Polydiacetylene polymer (PDA) has been intensively studied because of its properties as colour change from blue to red and change from non-fluorescent to fluorescent form due to an external stimulus that lead to a reorientation of the PDA within the organized structure. External stimulus could be temperature, pH, solvent influence, bacteria presence, mechanical stresses and others (Oliveira et al., 2012). Pires et al. (2010) support the hypothesis that such phenomena occurred due to conformational changes associated with the functional group rotation around the simple carbon-carbon bond present in PDA chains. When the backbones of PDA conjugated polymer chains are perturbed, the delocalized π-network induces changes in electronic absorption and emission properties (Huo et al., 1999). For a particular colour change, it is possible to incorporate a compound in the polydiacetylene carboxyl groups that will work as a specific receptor for the bacteria detection.
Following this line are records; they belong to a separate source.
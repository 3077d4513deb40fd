//! Newtype wrappers for string identifiers, providing compile-time type safety.
//!
//! All newtypes serialize/deserialize as plain strings for wire compatibility.

use serde::{Deserialize, Serialize};
use std::fmt;
use std::ops::Deref;

macro_rules! string_newtype {
    ($(#[$meta:meta])* $name:ident) => {
        $(#[$meta])*
        #[derive(Debug, Clone, PartialEq, Eq, PartialOrd, Ord, Hash, Serialize, Deserialize)]
        #[serde(transparent)]
        pub struct $name(String);

        impl $name {
            /// Create a new instance from a string.
            pub fn new(s: impl Into<String>) -> Self {
                Self(s.into())
            }

            /// Return the inner string as a slice.
            pub fn as_str(&self) -> &str {
                &self.0
            }

            /// Consume self and return the inner `String`.
            pub fn into_inner(self) -> String {
                self.0
            }
        }

        impl Deref for $name {
            type Target = str;
            fn deref(&self) -> &str {
                &self.0
            }
        }

        impl fmt::Display for $name {
            fn fmt(&self, f: &mut fmt::Formatter<'_>) -> fmt::Result {
                f.write_str(&self.0)
            }
        }

        impl AsRef<str> for $name {
            fn as_ref(&self) -> &str {
                &self.0
            }
        }

        impl PartialEq<str> for $name {
            fn eq(&self, other: &str) -> bool {
                self.0 == other
            }
        }

        impl PartialEq<String> for $name {
            fn eq(&self, other: &String) -> bool {
                self.0 == *other
            }
        }

        impl PartialEq<$name> for String {
            fn eq(&self, other: &$name) -> bool {
                *self == other.0
            }
        }

        impl From<String> for $name {
            fn from(s: String) -> Self {
                Self(s)
            }
        }

        impl From<&str> for $name {
            fn from(s: &str) -> Self {
                Self(s.to_owned())
            }
        }
    };
}

string_newtype!(
    /// Full 64-character hex blake3 digest of a bundle's canonical bytes.
    /// This is the bundle's identity; it is derived, never assigned.
    BundleId
);

string_newtype!(
    /// Opaque identifier of a cluster service created by the orchestrator.
    ServiceId
);

impl BundleId {
    /// Truncated 12-character prefix, used for display.
    pub fn short(&self) -> &str {
        &self.0[..12.min(self.0.len())]
    }
}

#[cfg(test)]
mod tests {
    use super::*;

    #[test]
    fn bundle_id_display_and_as_ref() {
        let id = BundleId::new("abc123");
        assert_eq!(id.to_string(), "abc123");
        assert_eq!(id.as_str(), "abc123");
        assert_eq!(AsRef::<str>::as_ref(&id), "abc123");
    }

    #[test]
    fn bundle_id_serde_roundtrip() {
        let id = BundleId::new("deadbeef");
        let json = serde_json::to_string(&id).unwrap();
        assert_eq!(json, "\"deadbeef\"");
        let back: BundleId = serde_json::from_str(&json).unwrap();
        assert_eq!(back, id);
    }

    #[test]
    fn bundle_id_short_prefix() {
        let id = BundleId::new("0123456789abcdef0123456789abcdef");
        assert_eq!(id.short(), "0123456789ab");
        let tiny = BundleId::new("abc");
        assert_eq!(tiny.short(), "abc");
    }

    #[test]
    fn service_id_from_string() {
        let s = String::from("svc_01");
        let id: ServiceId = s.into();
        assert_eq!(id.as_str(), "svc_01");
    }
}
use super::{json_pretty, EXIT_SUCCESS};
use std::path::Path;
use stevedore_daemon::{BundleSource, Daemon};

pub fn run(
    daemon: &Daemon,
    file: Option<&Path>,
    url: Option<&str>,
    reference: Option<&str>,
    json: bool,
) -> Result<u8, String> {
    let mut out: Box<dyn std::io::Write> = if json {
        Box::new(std::io::sink())
    } else {
        Box::new(std::io::stdout())
    };

    let id = match (file, url) {
        (Some(path), None) => {
            let mut file = std::fs::File::open(path)
                .map_err(|e| format!("failed to read manifest {}: {e}", path.display()))?;
            daemon.create_bundle(BundleSource::Stream(&mut file), reference, None, &mut out)
        }
        (None, Some(url)) => {
            daemon.create_bundle(BundleSource::Url(url), reference, None, &mut out)
        }
        (None, None) => {
            let mut stdin = std::io::stdin().lock();
            daemon.create_bundle(BundleSource::Stream(&mut stdin), reference, None, &mut out)
        }
        (Some(_), Some(_)) => {
            return Err("pass either --file or --url, not both".to_owned());
        }
    }
    .map_err(|e| e.to_string())?;

    if json {
        println!("{}", json_pretty(&serde_json::json!({ "id": id }))?);
    }
    Ok(EXIT_SUCCESS)
}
This technology can be used for the detection of pathogens and thus is important to avoid food contamination once the standard technology demands long time and people trained. The selection of the receptor used in the PDA is the first critical step to develop a biosensor with improved selectivity, selectivity and stability. For this reason, the aim of this study was to make a comparative study between two recognition molecules: phage PVP-S1 (Santos et al., 2011) and a monoclonal antibody in the PDA sensor for the detection of Salmonella. Antibodies lack specificity, poor separation efficiency and sensitivity. Phages are extremely specific, withstand harsh environments, are economically and easily produced, show high stability during storage and thus present potential for bacterial detection. Overall the selection of the recognition molecule that show the best features is important to develop a simple and rapid sensor for the industry and consumer’s life. The specificity of the sensor was proven by using Staphylococus aures and Escherichia coli as gram-positive and gram-negative controls, respectively.